Property: You gain a +2 (per tier) bonus to Diplomacy and Intimidate checks.
Power (Encounter): Free Action. Trigger: You take damage from a cold or a fire attack. Effect: All enemies adjacent to you take 5 points of cold and fire damage (per tier)
 


Some Hydras can't swim, but others actually can swim like the fen hydra, black blood hydra, mordant hydra and the primordial hydra.

Which actually is nearly all of them anyway, so I'm not sure what you're on about. Most of the hydras that can't swim are from weird places or just different variants. There are aquatic trolls but it doesn't mean every single troll can swim.



It doesn't come funnier than every response from you being "No you prove it" over and over to everyone responding to you, while offering absolutely no logic of your own. Plus when you actually contradicted your own argument in the same post - that was truly funny.

Actually, he is right. Most of the hydras, even the ones which are supposed to be able to swim, do not have a listed swim speed. This issue come up for my group last weekend. The DM simply made an on the spot call (and rightfully so) that the hydra we were fighting had a swim speed of what its listed speed was, but it is still a strange error(?).
 

Actually, he is right. Most of the hydras, even the ones which are supposed to be able to swim, do not have a listed swim speed.

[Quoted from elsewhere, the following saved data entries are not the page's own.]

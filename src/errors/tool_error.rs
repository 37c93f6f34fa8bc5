use serde::Serialize;
use serde_json::Value;
use std::error::Error;
use std::fmt;

use super::ApiError;

#[derive(Debug, Clone, Copy, PartialEq, Eq, Serialize)]
#[serde(rename_all = "snake_case")]
pub enum ToolErrorKind {
    InvalidParams,
    Denied,
    NotFound,
    Timeout,
    Retryable,
    Internal,
}

#[derive(Debug, Clone, Serialize)]
pub struct ToolError {
    pub kind: ToolErrorKind,
    pub code: String,
    pub message: String,
    #[serde(skip_serializing_if = "Option::is_none")]
    pub hint: Option<String>,
    #[serde(skip_serializing_if = "Option::is_none")]
    pub details: Option<Value>,
    pub retryable: bool,
}

impl ToolError {
    pub fn new(kind: ToolErrorKind, code: impl Into<String>, message: impl Into<String>) -> Self {
        Self {
            kind,
            code: code.into(),
            message: message.into(),
            hint: None,
            details: None,
            retryable: matches!(kind, ToolErrorKind::Timeout | ToolErrorKind::Retryable),
        }
    }

    pub fn with_hint(mut self, hint: impl Into<String>) -> Self {
        self.hint = Some(hint.into());
        self
    }

    pub fn with_details(mut self, details: Value) -> Self {
        self.details = Some(details);
        self
    }

    pub fn invalid_params(message: impl Into<String>) -> Self {
        Self::new(ToolErrorKind::InvalidParams, "INVALID_PARAMS", message)
    }

    pub fn internal(message: impl Into<String>) -> Self {
        Self::new(ToolErrorKind::Internal, "INTERNAL", message)
    }
}

impl fmt::Display for ToolError {
    fn fmt(&self, f: &mut fmt::Formatter<'_>) -> fmt::Result {
        write!(f, "{}", self.message)
    }
}

impl Error for ToolError {}

impl From<ApiError> for ToolError {
    fn from(err: ApiError) -> Self {
        let message = err.to_string();
        let code = err.code();
        match err {
            ApiError::Authentication { .. } => ToolError::new(ToolErrorKind::Denied, code, message)
                .with_hint("Send a valid token in the x-loom-access-token header."),
            ApiError::RateLimit { retry_after_secs } => {
                ToolError::new(ToolErrorKind::Retryable, code, message)
                    .with_details(serde_json::json!({ "retry_after": retry_after_secs }))
            }
            ApiError::NotFound { .. } => ToolError::new(ToolErrorKind::NotFound, code, message),
            ApiError::Api { status, .. } => ToolError::new(ToolErrorKind::Internal, code, message)
                .with_details(serde_json::json!({ "status": status })),
            ApiError::Transport { timed_out, .. } => {
                let kind = if timed_out {
                    ToolErrorKind::Timeout
                } else {
                    ToolErrorKind::Retryable
                };
                ToolError::new(kind, code, message)
            }
            ApiError::Decode { .. } => ToolError::new(ToolErrorKind::Internal, code, message),
            ApiError::InvalidRequest { .. } => {
                ToolError::new(ToolErrorKind::InvalidParams, code, message)
            }
        }
    }
}

impl From<serde_json::Error> for ToolError {
    fn from(err: serde_json::Error) -> Self {
        ToolError::internal(format!("Failed to serialize result: {}", err))
    }
}

impl From<std::io::Error> for ToolError {
    fn from(err: std::io::Error) -> Self {
        ToolError::internal(format!("I/O error: {}", err))
    }
}
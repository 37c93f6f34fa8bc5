use async_trait::async_trait;
use serde_json::Value;

use super::to_value;
use crate::errors::ToolError;
use crate::services::logger::Logger;
use crate::services::loom_client::LoomClient;
use crate::services::tool_executor::ToolHandler;
use crate::utils::tool_errors::unknown_tool_error;

pub const USER_TOOLS: &[&str] = &["loom_test_connection", "loom_get_current_user"];

#[derive(Clone)]
pub struct UserManager {
    logger: Logger,
}

impl UserManager {
    pub fn new(logger: Logger) -> Self {
        Self {
            logger: logger.child("user"),
        }
    }

    pub async fn handle_tool(
        &self,
        tool: &str,
        client: &LoomClient,
        _args: Value,
    ) -> Result<Value, ToolError> {
        match tool {
            "loom_test_connection" => {
                let status = client.test_connection().await;
                if !status.connected {
                    self.logger.info(
                        "connection check failed",
                        Some(&serde_json::json!({"reason": status.message})),
                    );
                }
                to_value(&status)
            }
            "loom_get_current_user" => to_value(&client.get_current_user().await?),
            _ => Err(unknown_tool_error(tool, USER_TOOLS)),
        }
    }
}

#[async_trait]
impl ToolHandler for UserManager {
    async fn handle(
        &self,
        tool: &str,
        client: &LoomClient,
        args: Value,
    ) -> Result<Value, ToolError> {
        self.handle_tool(tool, client, args).await
    }
}
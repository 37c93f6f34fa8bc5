use async_trait::async_trait;
use serde::Deserialize;
use serde_json::Value;
use std::sync::Arc;

use super::{mutation_result, parse_args, require_id, to_value, PageArgs};
use crate::config::Config;
use crate::errors::ToolError;
use crate::services::loom_client::LoomClient;
use crate::services::models::NewComment;
use crate::services::tool_executor::ToolHandler;
use crate::utils::tool_errors::unknown_tool_error;

pub const COMMENT_TOOLS: &[&str] = &["loom_list_comments", "loom_create_comment"];

#[derive(Debug, Deserialize)]
#[serde(rename_all = "camelCase")]
struct ListCommentsArgs {
    video_id: String,
    #[serde(flatten)]
    page: PageArgs,
}

#[derive(Debug, Deserialize)]
#[serde(rename_all = "camelCase")]
struct CreateCommentArgs {
    video_id: String,
    #[serde(flatten)]
    comment: NewComment,
}

#[derive(Clone)]
pub struct CommentManager {
    config: Arc<Config>,
}

impl CommentManager {
    pub fn new(config: Arc<Config>) -> Self {
        Self { config }
    }

    pub async fn handle_tool(
        &self,
        tool: &str,
        client: &LoomClient,
        args: Value,
    ) -> Result<Value, ToolError> {
        match tool {
            "loom_list_comments" => {
                let args: ListCommentsArgs = parse_args(tool, args)?;
                let video_id = require_id("videoId", &args.video_id)?;
                let page = args.page.to_params(&self.config);
                to_value(&client.list_comments(video_id, &page).await?)
            }
            "loom_create_comment" => {
                let args: CreateCommentArgs = parse_args(tool, args)?;
                let video_id = require_id("videoId", &args.video_id)?;
                if args.comment.text.trim().is_empty() {
                    return Err(ToolError::invalid_params("text must be a non-empty string"));
                }
                let comment = client.create_comment(video_id, &args.comment).await?;
                mutation_result("Comment added successfully", "comment", comment)
            }
            _ => Err(unknown_tool_error(tool, COMMENT_TOOLS)),
        }
    }
}

#[async_trait]
impl ToolHandler for CommentManager {
    async fn handle(
        &self,
        tool: &str,
        client: &LoomClient,
        args: Value,
    ) -> Result<Value, ToolError> {
        self.handle_tool(tool, client, args).await
    }
}
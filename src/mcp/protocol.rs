use serde::{Deserialize, Serialize};
use serde_json::Value;

use crate::errors::{ErrorCode, McpError};

pub const JSONRPC_VERSION: &str = "2.0";

#[derive(Debug, Deserialize)]
pub struct JsonRpcRequest {
    #[serde(default)]
    pub jsonrpc: Option<String>,
    #[serde(default)]
    pub id: Option<Value>,
    pub method: String,
    #[serde(default)]
    pub params: Value,
}

impl JsonRpcRequest {
    /// Requests without an id never get a response.
    pub fn is_notification(&self) -> bool {
        self.id.is_none()
    }
}

#[derive(Debug, Serialize)]
pub struct JsonRpcResponse {
    pub jsonrpc: &'static str,
    pub id: Value,
    #[serde(skip_serializing_if = "Option::is_none")]
    pub result: Option<Value>,
    #[serde(skip_serializing_if = "Option::is_none")]
    pub error: Option<JsonRpcError>,
}

#[derive(Debug, Serialize)]
pub struct JsonRpcError {
    pub code: i32,
    pub message: String,
}

impl JsonRpcResponse {
    pub fn success(id: Value, result: Value) -> Self {
        Self {
            jsonrpc: JSONRPC_VERSION,
            id,
            result: Some(result),
            error: None,
        }
    }

    pub fn failure(id: Value, code: ErrorCode, message: impl Into<String>) -> Self {
        Self {
            jsonrpc: JSONRPC_VERSION,
            id,
            result: None,
            error: Some(JsonRpcError {
                code: code.as_i32(),
                message: message.into(),
            }),
        }
    }

    pub fn from_error(id: Value, error: McpError) -> Self {
        Self::failure(id, error.code, error.message)
    }
}

#[cfg(test)]
mod tests {
    use super::*;
    use serde_json::json;

    #[test]
    fn notification_has_no_id() {
        let raw = r#"{"jsonrpc":"2.0","method":"notifications/initialized","params":{}}"#;
        let parsed: JsonRpcRequest = serde_json::from_str(raw).expect("must parse");
        assert!(parsed.is_notification());
        assert_eq!(parsed.method, "notifications/initialized");
    }

    #[test]
    fn tools_call_keeps_meta_in_params() {
        let raw = r#"{"jsonrpc":"2.0","id":7,"method":"tools/call","params":{"name":"loom_get_video","_meta":{"headers":{"x-loom-access-token":"t"}}}}"#;
        let parsed: JsonRpcRequest = serde_json::from_str(raw).expect("must parse");
        assert_eq!(parsed.id, Some(json!(7)));
        assert_eq!(parsed.params["_meta"]["headers"]["x-loom-access-token"], "t");
    }

    #[test]
    fn failure_serializes_without_result() {
        let response = JsonRpcResponse::failure(json!(1), ErrorCode::MethodNotFound, "Method not found");
        let value = serde_json::to_value(&response).unwrap();
        assert_eq!(
            value,
            json!({"jsonrpc": "2.0", "id": 1, "error": {"code": -32601, "message": "Method not found"}})
        );
    }
}
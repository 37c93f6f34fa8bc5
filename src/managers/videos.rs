use async_trait::async_trait;
use serde::Deserialize;
use serde_json::Value;
use std::sync::Arc;

use super::{mutation_result, parse_args, require_id, to_value, PageArgs};
use crate::config::Config;
use crate::errors::ToolError;
use crate::services::logger::Logger;
use crate::services::loom_client::{EmbedOptions, LoomClient};
use crate::services::models::VideoUpdate;
use crate::services::tool_executor::ToolHandler;
use crate::utils::tool_errors::unknown_tool_error;

pub const VIDEO_TOOLS: &[&str] = &[
    "loom_list_videos",
    "loom_get_video",
    "loom_update_video",
    "loom_delete_video",
    "loom_search_videos",
    "loom_duplicate_video",
    "loom_move_video_to_folder",
    "loom_get_transcript",
    "loom_get_video_analytics",
    "loom_get_embed_html",
];

#[derive(Debug, Deserialize)]
#[serde(rename_all = "camelCase")]
struct VideoArgs {
    video_id: String,
}

#[derive(Debug, Deserialize)]
#[serde(rename_all = "camelCase")]
struct UpdateVideoArgs {
    video_id: String,
    #[serde(flatten)]
    update: VideoUpdate,
}

#[derive(Debug, Deserialize)]
#[serde(rename_all = "camelCase")]
struct SearchArgs {
    query: String,
    #[serde(flatten)]
    page: PageArgs,
}

#[derive(Debug, Deserialize)]
#[serde(rename_all = "camelCase")]
struct MoveArgs {
    video_id: String,
    folder_id: String,
}

#[derive(Debug, Deserialize)]
#[serde(rename_all = "camelCase")]
struct EmbedArgs {
    video_id: String,
    #[serde(default)]
    width: Option<u32>,
    #[serde(default)]
    height: Option<u32>,
    #[serde(default)]
    autoplay: bool,
}

#[derive(Clone)]
pub struct VideoManager {
    logger: Logger,
    config: Arc<Config>,
}

impl VideoManager {
    pub fn new(logger: Logger, config: Arc<Config>) -> Self {
        Self {
            logger: logger.child("videos"),
            config,
        }
    }

    pub async fn handle_tool(
        &self,
        tool: &str,
        client: &LoomClient,
        args: Value,
    ) -> Result<Value, ToolError> {
        match tool {
            "loom_list_videos" => {
                let page: PageArgs = parse_args(tool, args)?;
                to_value(&client.list_videos(&page.to_params(&self.config)).await?)
            }
            "loom_get_video" => {
                let args: VideoArgs = parse_args(tool, args)?;
                let id = require_id("videoId", &args.video_id)?;
                to_value(&client.get_video(id).await?)
            }
            "loom_update_video" => self.update_video(tool, client, args).await,
            "loom_delete_video" => {
                let args: VideoArgs = parse_args(tool, args)?;
                let id = require_id("videoId", &args.video_id)?;
                client.delete_video(id).await?;
                self.logger
                    .info("video deleted", Some(&serde_json::json!({"video_id": id})));
                mutation_result::<Value>("Video deleted successfully", "video", None)
            }
            "loom_search_videos" => {
                let args: SearchArgs = parse_args(tool, args)?;
                let query = args.query.trim();
                if query.is_empty() {
                    return Err(ToolError::invalid_params("query must be a non-empty string"));
                }
                to_value(
                    &client
                        .search_videos(query, &args.page.to_params(&self.config))
                        .await?,
                )
            }
            "loom_duplicate_video" => {
                let args: VideoArgs = parse_args(tool, args)?;
                let id = require_id("videoId", &args.video_id)?;
                let copy = client.duplicate_video(id).await?;
                mutation_result("Video duplicated successfully", "video", copy)
            }
            "loom_move_video_to_folder" => {
                let args: MoveArgs = parse_args(tool, args)?;
                let video_id = require_id("videoId", &args.video_id)?;
                let folder_id = require_id("folderId", &args.folder_id)?;
                let video = client.move_video_to_folder(video_id, folder_id).await?;
                mutation_result(
                    &format!("Video moved to folder {}", folder_id),
                    "video",
                    video,
                )
            }
            "loom_get_transcript" => {
                let args: VideoArgs = parse_args(tool, args)?;
                let id = require_id("videoId", &args.video_id)?;
                to_value(&client.get_transcript(id).await?)
            }
            "loom_get_video_analytics" => {
                let args: VideoArgs = parse_args(tool, args)?;
                let id = require_id("videoId", &args.video_id)?;
                to_value(&client.get_video_analytics(id).await?)
            }
            "loom_get_embed_html" => {
                let args: EmbedArgs = parse_args(tool, args)?;
                let id = require_id("videoId", &args.video_id)?;
                let options = EmbedOptions {
                    width: args.width,
                    height: args.height,
                    autoplay: args.autoplay,
                };
                to_value(&client.get_embed_html(id, options).await?)
            }
            _ => Err(unknown_tool_error(tool, VIDEO_TOOLS)),
        }
    }

    async fn update_video(
        &self,
        tool: &str,
        client: &LoomClient,
        args: Value,
    ) -> Result<Value, ToolError> {
        let args: UpdateVideoArgs = parse_args(tool, args)?;
        let id = require_id("videoId", &args.video_id)?;
        if args.update == VideoUpdate::default() {
            return Err(ToolError::invalid_params(
                "Provide at least one of title, description, privacy or folderId",
            ));
        }
        let video = client.update_video(id, &args.update).await?;
        mutation_result("Video updated successfully", "video", video)
    }
}

#[async_trait]
impl ToolHandler for VideoManager {
    async fn handle(
        &self,
        tool: &str,
        client: &LoomClient,
        args: Value,
    ) -> Result<Value, ToolError> {
        self.handle_tool(tool, client, args).await
    }
}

All of the hydras I listed have a swim speed.

Not all hydras can swim, but many of them actually can and ALL of the hydras I listed have a swim speed.
 

If you've never played an official game, where you are supposed to follow the rules as closely as you can, you just will never understand. The official rules are very important to the well being of shared games such as LFR, and every effort should be made to keep them straight-forward, consistent and fair.
I disagree. Imho, you're stuck in the past. RPGA has changed, RPGA modules have changed. The current RPGA embraces whatever will increase enjoyment in the game. If this means ignoring or adjusting a bad rule (or other game element) then that's what you can (and probably should) do.
 

There are some great monsters from BECMI, and I'm glad they're starting to tap into those.

Where's my Brain Collector though? :-)
I'm just reading MM3 and have (good) news for you: The Brain Collector is actually in MM3!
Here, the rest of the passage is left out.